I got the $40 3M respirator at Lowes and used some tools and generated some (I can't truthfully call it woodworking) over the holidays. I am very pleased with the result--no tickly throat, no stuffed sinuses, no hacky cough. So maybe I can still look forward to woodworking in retirement and using all these new tools I've got stacked up around here.

Clarence


----------



## hootr (Mar 28, 2009)

thanks for this post Clarence and thanks to the LJs responding,
some good food for thought out there.

i'm following this post closely as i was diagnosed with lung cancer 12-11-09, so now the only tool i am allowed to run is this computor, at least for now. (deticating time to research so i can educate my kids and grandkids before it's to late for them) i can't blame wood dust alone. smoker, retired firefighter, farm work spraying chemicals, etc. mostly without protection. not whining, my own fault.


----------



## thelt (Feb 23, 2009)

I'm looking at getting the 3M Tekk respirator. Can someone explain the difference between the small, medium and large, as shown on amazon.com? Does it refer to the physical size, as to how it fits, or does it mean the size of partical size it filters? I don't. Know which one to get.


----------



## Redoak49 (Dec 15, 2012)

Buy a good respirator and make certain that it is rated for the material that you are working with….ie dust. Make certain that you have a good fit and the right filters on it. The question may be do you need a N95 rated or N100 rated filter. If you try the N95 and still having problems either the mask does not fit right or you need the N100 to filter 100% of dust particles.
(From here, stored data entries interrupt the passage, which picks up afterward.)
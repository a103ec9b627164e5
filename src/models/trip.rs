//! Trip request and validated trip models

use chrono::NaiveDate;
use serde::{Deserialize, Serialize};

use crate::error::PipelineError;
use crate::models::UserProfile;

/// Incoming trip request, transient per call
#[derive(Debug, Clone, Serialize, Deserialize, PartialEq)]
pub struct TripRequest {
    pub user_id: u64,
    pub start_date: NaiveDate,
    pub end_date: NaiveDate,
    /// Free-text address, validated by the location validator
    pub address: String,
    pub budget: f64,
}

impl TripRequest {
    /// Boundary checks the deserializer cannot express
    pub fn validate(&self) -> Result<(), PipelineError> {
        if !self.budget.is_finite() || self.budget <= 0.0 {
            return Err(PipelineError::malformed("budget must be a positive amount"));
        }
        if self.address.trim().is_empty() {
            return Err(PipelineError::malformed("address cannot be empty"));
        }
        if self.end_date < self.start_date {
            return Err(PipelineError::malformed(
                "end_date cannot be before start_date",
            ));
        }
        Ok(())
    }
}

/// One hobby with its known locations, comma-space joined
#[derive(Debug, Clone, PartialEq, Eq, Serialize)]
pub struct HobbyLocations {
    pub hobby: String,
    pub locations: String,
}

/// Fully validated and enriched trip, ready for prompt rendering
#[derive(Debug, Clone, PartialEq, Serialize)]
pub struct ValidatedTrip {
    pub user_id: u64,
    pub date_of_birth: NaiveDate,
    /// One entry per profile hobby, in profile order
    pub hobby_locations: Vec<HobbyLocations>,
    pub dietary_restrictions: Vec<String>,
    pub accessibilities: Vec<String>,
    pub normalized_address: String,
    pub travel_dates: (NaiveDate, NaiveDate),
    pub budget: Option<f64>,
}

impl ValidatedTrip {
    #[must_use]
    pub fn new(
        profile: UserProfile,
        request: &TripRequest,
        normalized_address: String,
        hobby_locations: Vec<HobbyLocations>,
    ) -> Self {
        Self {
            user_id: profile.user_id,
            date_of_birth: profile.date_of_birth,
            hobby_locations,
            dietary_restrictions: profile.dietary_restrictions,
            accessibilities: profile.accessibilities,
            normalized_address,
            travel_dates: (request.start_date, request.end_date),
            budget: Some(request.budget),
        }
    }
}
Do not forget that if you are sensitive to the dust, that your clothes, hair, and shoes can also cause problems.

I think that there are several levels to dust collection starting with collection at each machine and progressing to air cleaners and dust masks or full face shields. Everyone needs to figure out what they need to do and it will vary by person.

Another thing that I will note about using masks and respirators. I used them in my job for hazardous dust and we had to go through all the training, testing and fit of the respirators. I found that as I got older it was more difficult to breath through the respirators as you are pulling are through a filter. This was more true with the N100 type that the N95 type.


----------



## TopamaxSurvivor (May 2, 2008)

Probably the size of how it fits your face. I got a 6000DD at Lowes last year. It looks the same in the pictures. They only stocked one size. I'm pretty sue it was "Large." Probably the only size the sells very many.


----------



## Pimzedd (Jan 22, 2007)

It is the size. I have one. Bought the medium. I have a long face and it fits well.


----------